Effects Of (1→3), (1→6)-β-D-Glucan Behavior in Human Dermal Fibroblast Cells under Serum Starvation

Glucans have been reported to stimulate immunity and to promote wound healing. Adult human dermal fibroblast (aHDF) cultured in serum free (serum-starvation). Proliferation of aHDF was measured at various concentrations of β-glucan by MTT assay, and migration was observed for 36h on microscope. The result of fibroblast bioassay, β-glucan had positive influence. In this study, the direct effects of β-glucan on proliferation and migration of human dermal fibroblasts were examined in vitro. That means β-D-glucan has the effect to enhance proliferation and aHDF migration speed, and has the potential as a wound healing agent.

Attachment and Proliferation of Human Dermal Fibroblasts onto ECM-Immobilized PLGA Films

In this study, human dermal fibroblast behaviors onto non-porous PLGA (75:25) films immobilized with 1, 10 and 100 µg/ml collagen (CN) or fibronectin (FN) were investigated according to different cell-seeding densities (1,000, 10,000 and 100,000 cells/ml). Cell attachment and proliferation were assessed using water soluble tetrazolium salt. The results indicated that 1 µg/ml of FN-immobilized PLGA film demonstrated significantly (p < 0.05) superior cellular attachment to the intact PLGA film after 4 hr of incubation. Moreover, the number of attached cells was shown to be directly proportional to that of initially seeded cells. After 48 hr, the cells showed significantly (p < 0.05) higher proliferation onto 1 or 10 µg/ml of FN-immobilized PLGA films than onto other PLGA films, regardless of the initial cell-seeding density. In terms of CN-immobilization, cell proliferation was appreciably increased but it was relatively lower than FN-immobilization. These results suggested that ECM-immobilization can enhance the cell affinity of hydrophobic scaffolds and be used to potential applications for tissue engineering by supporting cell growth.
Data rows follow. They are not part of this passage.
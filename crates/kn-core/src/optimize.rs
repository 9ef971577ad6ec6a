//! Cost optimization over (n, r) redundancy configurations.
//!
//! Exhaustive grid search: every valid pair from the candidate ranges
//! is solved and priced, then ranked by expected cost. Candidates that
//! violate n ≥ k or r ≤ n are skipped with a diagnostic rather than
//! failing the sweep, and a per-candidate solve failure excludes only
//! that candidate.

use crate::model::SystemConfig;
use crate::solver;
use kn_common::{Error, Result};
use serde::{Deserialize, Serialize};
use std::cmp::Ordering;
use tracing::warn;

/// Cost coefficients for the expected-cost objective.
#[derive(Debug, Clone, Copy, Serialize, Deserialize)]
pub struct CostWeights {
    /// Cost per installed component.
    pub component: f64,
    /// Cost per staffed repairman.
    pub repairman: f64,
    /// Cost of downtime, weighted by the unavailable fraction.
    pub downtime: f64,
}

impl CostWeights {
    fn validate(&self) -> Result<()> {
        for (name, value) in [
            ("component", self.component),
            ("repairman", self.repairman),
            ("downtime", self.downtime),
        ] {
            if !value.is_finite() || value < 0.0 {
                return Err(Error::Config(format!(
                    "cost coefficient '{name}' must be finite and non-negative, got {value}"
                )));
            }
        }
        Ok(())
    }
}

/// One evaluated candidate configuration.
#[derive(Debug, Clone, PartialEq, Serialize)]
pub struct CostRecord {
    pub n: u32,
    pub r: u32,
    pub uptime: f64,
    pub expected_cost: f64,
}

/// A candidate excluded from the ranking, with the reason.
#[derive(Debug, Clone, Serialize)]
pub struct SkippedCandidate {
    pub n: u32,
    pub r: u32,
    pub reason: String,
}

/// Outcome of a grid sweep: the minimizer, the full ranking, and any
/// skipped candidates.
#[derive(Debug, Clone, Serialize)]
pub struct OptimalResult {
    /// Cheapest evaluated configuration.
    pub best: CostRecord,
    /// All evaluated records, sorted by ascending expected cost; exact
    /// ties keep ascending (n, then r) order.
    pub records: Vec<CostRecord>,
    /// Candidates excluded from the ranking.
    pub skipped: Vec<SkippedCandidate>,
}

/// Sweep the Cartesian product of `n_range` × `r_range` and return the
/// cost-minimizing configuration.
///
/// Rates, threshold, and standby mode come from `base`; each candidate
/// replaces its n and r. Candidate values are deduplicated and visited
/// in ascending (n, then r) order, which fixes the tie-break: equal
/// costs prefer the earliest candidate in that order.
pub fn optimize(
    base: &SystemConfig,
    n_range: &[u32],
    r_range: &[u32],
    costs: &CostWeights,
) -> Result<OptimalResult> {
    base.validate()?;
    costs.validate()?;

    let mut n_values = n_range.to_vec();
    n_values.sort_unstable();
    n_values.dedup();
    let mut r_values = r_range.to_vec();
    r_values.sort_unstable();
    r_values.dedup();

    let mut records = Vec::new();
    let mut skipped = Vec::new();
    let mut valid_candidates = 0usize;

    for &n in &n_values {
        for &r in &r_values {
            if n < base.k {
                skipped.push(SkippedCandidate {
                    n,
                    r,
                    reason: format!("n={n} below threshold k={}", base.k),
                });
                continue;
            }
            if r > n || r == 0 {
                skipped.push(SkippedCandidate {
                    n,
                    r,
                    reason: format!("repairman count r={r} invalid for n={n}"),
                });
                continue;
            }
            valid_candidates += 1;

            let candidate = base.with_redundancy(n, r);
            match solver::solve(&candidate) {
                Ok(outcome) => {
                    let expected_cost = f64::from(n) * costs.component
                        + f64::from(r) * costs.repairman
                        + (1.0 - outcome.uptime) * costs.downtime;
                    records.push(CostRecord {
                        n,
                        r,
                        uptime: outcome.uptime,
                        expected_cost,
                    });
                }
                Err(err) => {
                    warn!(n, r, error = %err, "candidate solve failed; excluded from ranking");
                    skipped.push(SkippedCandidate {
                        n,
                        r,
                        reason: err.to_string(),
                    });
                }
            }
        }
    }

    if valid_candidates == 0 {
        return Err(Error::EmptySearchSpace);
    }
    if records.is_empty() {
        return Err(Error::Numerical(
            "every candidate in the grid failed to solve".to_string(),
        ));
    }

    // Stable sort preserves the ascending (n, r) insertion order among
    // exact cost ties.
    records.sort_by(|a, b| {
        a.expected_cost
            .partial_cmp(&b.expected_cost)
            .unwrap_or(Ordering::Equal)
    });
    let best = records[0].clone();

    Ok(OptimalResult {
        best,
        records,
        skipped,
    })
}
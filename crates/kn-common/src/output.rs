//! Output format specifications.

use clap::ValueEnum;
use serde::{Deserialize, Serialize};

/// Supported output formats for CLI commands.
#[derive(Debug, Clone, Copy, PartialEq, Eq, Default, ValueEnum, Serialize, Deserialize)]
#[serde(rename_all = "lowercase")]
pub enum OutputFormat {
    /// Structured JSON (default for machine consumption)
    #[default]
    Json,

    /// One-line summary for quick status checks
    Summary,
}

impl std::fmt::Display for OutputFormat {
    fn fmt(&self, f: &mut std::fmt::Formatter<'_>) -> std::fmt::Result {
        match self {
            OutputFormat::Json => write!(f, "json"),
            OutputFormat::Summary => write!(f, "summary"),
        }
    }
}
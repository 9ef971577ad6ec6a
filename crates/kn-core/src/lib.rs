//! Steady-state availability engine for k-out-of-n repairable systems.
//!
//! n identical components fail at exponential rate λ and are repaired
//! by r repairmen at rate μ each; idle components are in warm or cold
//! standby. The system is up while at least k components work. The
//! engine builds the underlying birth-death Markov chain, solves for
//! its stationary distribution, and searches (n, r) grids for the
//! cost-minimizing configuration.
//!
//! Every solve is a pure function of its [`model::SystemConfig`]:
//! no I/O, no shared state, bit-identical results for identical
//! inputs.

pub mod chain;
pub mod exit_codes;
pub mod logging;
pub mod model;
pub mod optimize;
pub mod solver;

pub use chain::{Generator, TransitionEdge};
pub use model::{StandbyMode, SystemConfig};
pub use optimize::{optimize, CostRecord, CostWeights, OptimalResult, SkippedCandidate};
pub use solver::{solve, SolveOutcome};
Computer-Assisted Image Processing Techniques for Quantitative Analysis of Cell Migrations on Collagen-Coated Glass

In this study, a computer-assisted cell tracking system including an automatic image processing program for rapid and precise analysis of cell migration in various conditions was self-designed and L-929 cell migration on the glass coated with type I collagen was examined using this cell tracking system. Furthermore, computer-based image processing software, with the capture program to choose the capture interval and period, and analysis techniques were developed for quantitative analysis of the cell migration on extracellular matrices. The results showed that the migration speed of L-929 cells on the collagen-coated glass was significantly (p < 0.05) increased compared to the non-coated control. On the morphological observations, it was showed that the cells on the collagen-coated glass looked much healthier than those on the control. These results suggested that this cell tracking system would provide tools for the analysis of cell migration in various in vitro conditions and might be effective enough to evaluate various biological events including embryonic development as well as physiological and pathological tissue reorganization.